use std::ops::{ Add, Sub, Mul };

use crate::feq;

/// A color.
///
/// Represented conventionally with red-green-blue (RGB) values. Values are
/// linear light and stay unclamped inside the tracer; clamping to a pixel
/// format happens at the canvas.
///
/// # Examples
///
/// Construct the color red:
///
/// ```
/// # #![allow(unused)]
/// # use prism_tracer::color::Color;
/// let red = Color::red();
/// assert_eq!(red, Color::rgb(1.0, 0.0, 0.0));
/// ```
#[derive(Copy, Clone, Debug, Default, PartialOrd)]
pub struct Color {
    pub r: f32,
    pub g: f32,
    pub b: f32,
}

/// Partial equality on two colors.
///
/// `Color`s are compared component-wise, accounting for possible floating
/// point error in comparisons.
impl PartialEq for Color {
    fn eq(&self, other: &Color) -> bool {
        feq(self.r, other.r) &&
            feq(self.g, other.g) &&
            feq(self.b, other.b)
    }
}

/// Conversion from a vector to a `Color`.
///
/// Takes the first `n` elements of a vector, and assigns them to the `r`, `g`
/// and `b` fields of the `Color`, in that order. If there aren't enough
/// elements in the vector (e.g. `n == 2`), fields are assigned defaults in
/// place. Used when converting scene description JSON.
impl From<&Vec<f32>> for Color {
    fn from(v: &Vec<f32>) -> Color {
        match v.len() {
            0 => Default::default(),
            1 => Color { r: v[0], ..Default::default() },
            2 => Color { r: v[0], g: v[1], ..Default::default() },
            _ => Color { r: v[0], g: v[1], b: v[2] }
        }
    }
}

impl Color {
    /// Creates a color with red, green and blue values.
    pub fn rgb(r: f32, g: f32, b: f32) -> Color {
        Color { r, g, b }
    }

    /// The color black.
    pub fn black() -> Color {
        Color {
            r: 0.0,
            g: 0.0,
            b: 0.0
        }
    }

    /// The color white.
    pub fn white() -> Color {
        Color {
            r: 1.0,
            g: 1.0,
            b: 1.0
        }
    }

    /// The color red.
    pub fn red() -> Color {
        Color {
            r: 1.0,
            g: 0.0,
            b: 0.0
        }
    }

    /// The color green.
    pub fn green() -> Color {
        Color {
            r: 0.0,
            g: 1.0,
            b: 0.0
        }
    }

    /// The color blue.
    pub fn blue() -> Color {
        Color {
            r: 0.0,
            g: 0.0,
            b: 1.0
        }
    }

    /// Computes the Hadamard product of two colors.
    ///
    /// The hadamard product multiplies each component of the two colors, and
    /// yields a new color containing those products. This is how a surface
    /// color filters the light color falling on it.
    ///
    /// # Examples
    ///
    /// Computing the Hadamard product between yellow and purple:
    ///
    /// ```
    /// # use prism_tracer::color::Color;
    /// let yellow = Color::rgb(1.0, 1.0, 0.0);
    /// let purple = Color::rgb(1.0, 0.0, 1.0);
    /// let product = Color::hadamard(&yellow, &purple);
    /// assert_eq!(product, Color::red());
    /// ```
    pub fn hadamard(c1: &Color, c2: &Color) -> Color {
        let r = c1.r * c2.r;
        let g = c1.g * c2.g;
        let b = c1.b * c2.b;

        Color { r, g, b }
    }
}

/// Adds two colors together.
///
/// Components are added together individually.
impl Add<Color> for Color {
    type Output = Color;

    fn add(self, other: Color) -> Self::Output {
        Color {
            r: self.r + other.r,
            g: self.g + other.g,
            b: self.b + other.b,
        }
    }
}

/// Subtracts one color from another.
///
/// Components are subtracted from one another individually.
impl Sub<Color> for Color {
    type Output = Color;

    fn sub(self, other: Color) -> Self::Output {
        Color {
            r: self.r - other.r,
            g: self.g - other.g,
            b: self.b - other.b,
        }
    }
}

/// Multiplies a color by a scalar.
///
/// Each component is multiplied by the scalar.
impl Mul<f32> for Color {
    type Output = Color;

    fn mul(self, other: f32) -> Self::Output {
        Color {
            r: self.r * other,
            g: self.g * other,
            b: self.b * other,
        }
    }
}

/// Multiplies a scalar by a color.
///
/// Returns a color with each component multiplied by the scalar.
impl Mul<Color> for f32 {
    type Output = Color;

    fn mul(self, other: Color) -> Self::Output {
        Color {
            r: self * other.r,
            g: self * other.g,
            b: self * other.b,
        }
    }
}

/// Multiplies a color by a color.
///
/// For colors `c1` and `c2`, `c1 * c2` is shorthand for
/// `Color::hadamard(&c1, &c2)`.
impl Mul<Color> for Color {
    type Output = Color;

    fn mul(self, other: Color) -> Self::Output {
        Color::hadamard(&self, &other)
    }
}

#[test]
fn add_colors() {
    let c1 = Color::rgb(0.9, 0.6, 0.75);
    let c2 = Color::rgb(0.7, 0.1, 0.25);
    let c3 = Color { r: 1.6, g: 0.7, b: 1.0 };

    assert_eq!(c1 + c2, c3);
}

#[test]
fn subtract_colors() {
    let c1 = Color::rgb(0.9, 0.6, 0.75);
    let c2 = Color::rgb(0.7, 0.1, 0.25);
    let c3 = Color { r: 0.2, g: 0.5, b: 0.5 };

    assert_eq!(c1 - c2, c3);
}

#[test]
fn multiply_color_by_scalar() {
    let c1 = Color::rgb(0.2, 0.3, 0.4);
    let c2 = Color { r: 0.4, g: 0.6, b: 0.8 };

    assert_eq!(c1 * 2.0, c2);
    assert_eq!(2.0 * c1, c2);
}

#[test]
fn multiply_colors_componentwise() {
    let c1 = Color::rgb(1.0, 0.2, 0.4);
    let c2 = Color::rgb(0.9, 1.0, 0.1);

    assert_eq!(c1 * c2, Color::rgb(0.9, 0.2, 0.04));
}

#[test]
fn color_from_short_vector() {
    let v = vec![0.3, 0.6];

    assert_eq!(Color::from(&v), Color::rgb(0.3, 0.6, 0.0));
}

*-*-*

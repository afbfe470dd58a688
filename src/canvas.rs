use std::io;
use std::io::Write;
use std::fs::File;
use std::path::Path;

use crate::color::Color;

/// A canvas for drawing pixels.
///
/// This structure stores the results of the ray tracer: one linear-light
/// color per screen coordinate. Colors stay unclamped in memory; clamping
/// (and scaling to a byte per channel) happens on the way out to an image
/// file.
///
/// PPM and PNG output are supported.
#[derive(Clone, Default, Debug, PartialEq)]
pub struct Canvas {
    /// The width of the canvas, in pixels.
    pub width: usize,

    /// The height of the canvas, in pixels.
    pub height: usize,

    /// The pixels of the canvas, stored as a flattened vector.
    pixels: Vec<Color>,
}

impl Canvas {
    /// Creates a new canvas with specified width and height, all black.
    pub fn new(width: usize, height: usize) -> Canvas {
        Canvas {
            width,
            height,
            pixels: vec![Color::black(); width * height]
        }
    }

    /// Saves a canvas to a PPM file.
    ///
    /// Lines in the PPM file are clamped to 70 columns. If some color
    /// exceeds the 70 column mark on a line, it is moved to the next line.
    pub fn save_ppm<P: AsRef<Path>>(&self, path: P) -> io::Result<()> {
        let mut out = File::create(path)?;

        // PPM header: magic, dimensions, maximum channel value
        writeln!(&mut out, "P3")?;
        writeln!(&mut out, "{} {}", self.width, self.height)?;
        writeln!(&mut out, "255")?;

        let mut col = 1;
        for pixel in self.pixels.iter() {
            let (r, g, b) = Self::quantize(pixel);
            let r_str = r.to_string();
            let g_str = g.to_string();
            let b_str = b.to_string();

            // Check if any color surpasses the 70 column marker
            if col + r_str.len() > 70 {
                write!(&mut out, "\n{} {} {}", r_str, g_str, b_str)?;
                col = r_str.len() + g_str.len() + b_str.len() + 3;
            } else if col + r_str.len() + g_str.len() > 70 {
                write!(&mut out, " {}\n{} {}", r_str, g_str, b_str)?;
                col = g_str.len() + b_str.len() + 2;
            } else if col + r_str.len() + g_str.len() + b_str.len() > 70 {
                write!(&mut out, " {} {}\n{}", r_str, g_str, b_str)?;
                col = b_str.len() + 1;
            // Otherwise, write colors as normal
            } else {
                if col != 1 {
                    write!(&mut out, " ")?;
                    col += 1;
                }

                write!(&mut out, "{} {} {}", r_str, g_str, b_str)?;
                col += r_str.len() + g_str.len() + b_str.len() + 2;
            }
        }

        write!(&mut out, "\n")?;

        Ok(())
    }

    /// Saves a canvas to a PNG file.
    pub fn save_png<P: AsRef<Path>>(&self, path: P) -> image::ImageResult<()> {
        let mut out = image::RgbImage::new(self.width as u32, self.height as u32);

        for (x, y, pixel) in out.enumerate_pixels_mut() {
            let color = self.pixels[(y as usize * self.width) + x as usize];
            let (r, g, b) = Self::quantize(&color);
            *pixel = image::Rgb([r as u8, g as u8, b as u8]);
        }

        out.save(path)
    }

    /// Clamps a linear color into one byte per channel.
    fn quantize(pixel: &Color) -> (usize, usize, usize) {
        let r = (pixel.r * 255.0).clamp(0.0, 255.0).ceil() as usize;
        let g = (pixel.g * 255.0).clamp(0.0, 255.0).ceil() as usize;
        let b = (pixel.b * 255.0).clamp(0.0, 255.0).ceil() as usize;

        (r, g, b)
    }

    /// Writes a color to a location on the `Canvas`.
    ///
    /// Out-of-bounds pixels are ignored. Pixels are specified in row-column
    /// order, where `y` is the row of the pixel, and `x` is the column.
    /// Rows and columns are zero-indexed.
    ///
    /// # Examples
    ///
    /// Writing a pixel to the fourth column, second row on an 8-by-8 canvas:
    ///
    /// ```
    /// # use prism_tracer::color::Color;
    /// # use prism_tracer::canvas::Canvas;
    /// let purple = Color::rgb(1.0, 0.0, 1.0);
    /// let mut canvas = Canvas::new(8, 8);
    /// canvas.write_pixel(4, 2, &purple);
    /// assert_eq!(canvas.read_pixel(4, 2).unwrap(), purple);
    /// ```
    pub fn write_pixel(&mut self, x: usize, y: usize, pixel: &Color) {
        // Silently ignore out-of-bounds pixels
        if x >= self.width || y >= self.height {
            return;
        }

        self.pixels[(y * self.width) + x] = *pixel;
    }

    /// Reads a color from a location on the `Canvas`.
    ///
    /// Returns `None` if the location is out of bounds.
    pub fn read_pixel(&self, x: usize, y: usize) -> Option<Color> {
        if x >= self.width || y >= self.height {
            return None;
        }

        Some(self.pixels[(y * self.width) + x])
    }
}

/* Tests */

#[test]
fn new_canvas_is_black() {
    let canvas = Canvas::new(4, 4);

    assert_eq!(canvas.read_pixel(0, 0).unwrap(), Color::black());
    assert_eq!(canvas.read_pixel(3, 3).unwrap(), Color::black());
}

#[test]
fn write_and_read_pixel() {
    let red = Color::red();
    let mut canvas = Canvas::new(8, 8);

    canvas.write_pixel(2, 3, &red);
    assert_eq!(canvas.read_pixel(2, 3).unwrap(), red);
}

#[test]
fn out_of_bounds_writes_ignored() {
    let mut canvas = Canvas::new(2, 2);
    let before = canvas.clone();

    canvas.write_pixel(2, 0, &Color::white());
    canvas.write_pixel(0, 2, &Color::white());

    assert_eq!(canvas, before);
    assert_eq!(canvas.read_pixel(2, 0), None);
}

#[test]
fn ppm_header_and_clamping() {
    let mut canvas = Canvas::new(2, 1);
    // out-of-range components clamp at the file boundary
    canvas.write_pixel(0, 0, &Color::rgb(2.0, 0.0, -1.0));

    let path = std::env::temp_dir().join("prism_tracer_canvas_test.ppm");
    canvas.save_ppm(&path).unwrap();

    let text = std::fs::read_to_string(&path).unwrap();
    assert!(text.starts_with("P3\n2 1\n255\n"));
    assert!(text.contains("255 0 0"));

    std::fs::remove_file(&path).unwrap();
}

*-*-*

Please return every line of the material above that includes "before".

    let before = canvas.clone();
    assert_eq!(canvas, before);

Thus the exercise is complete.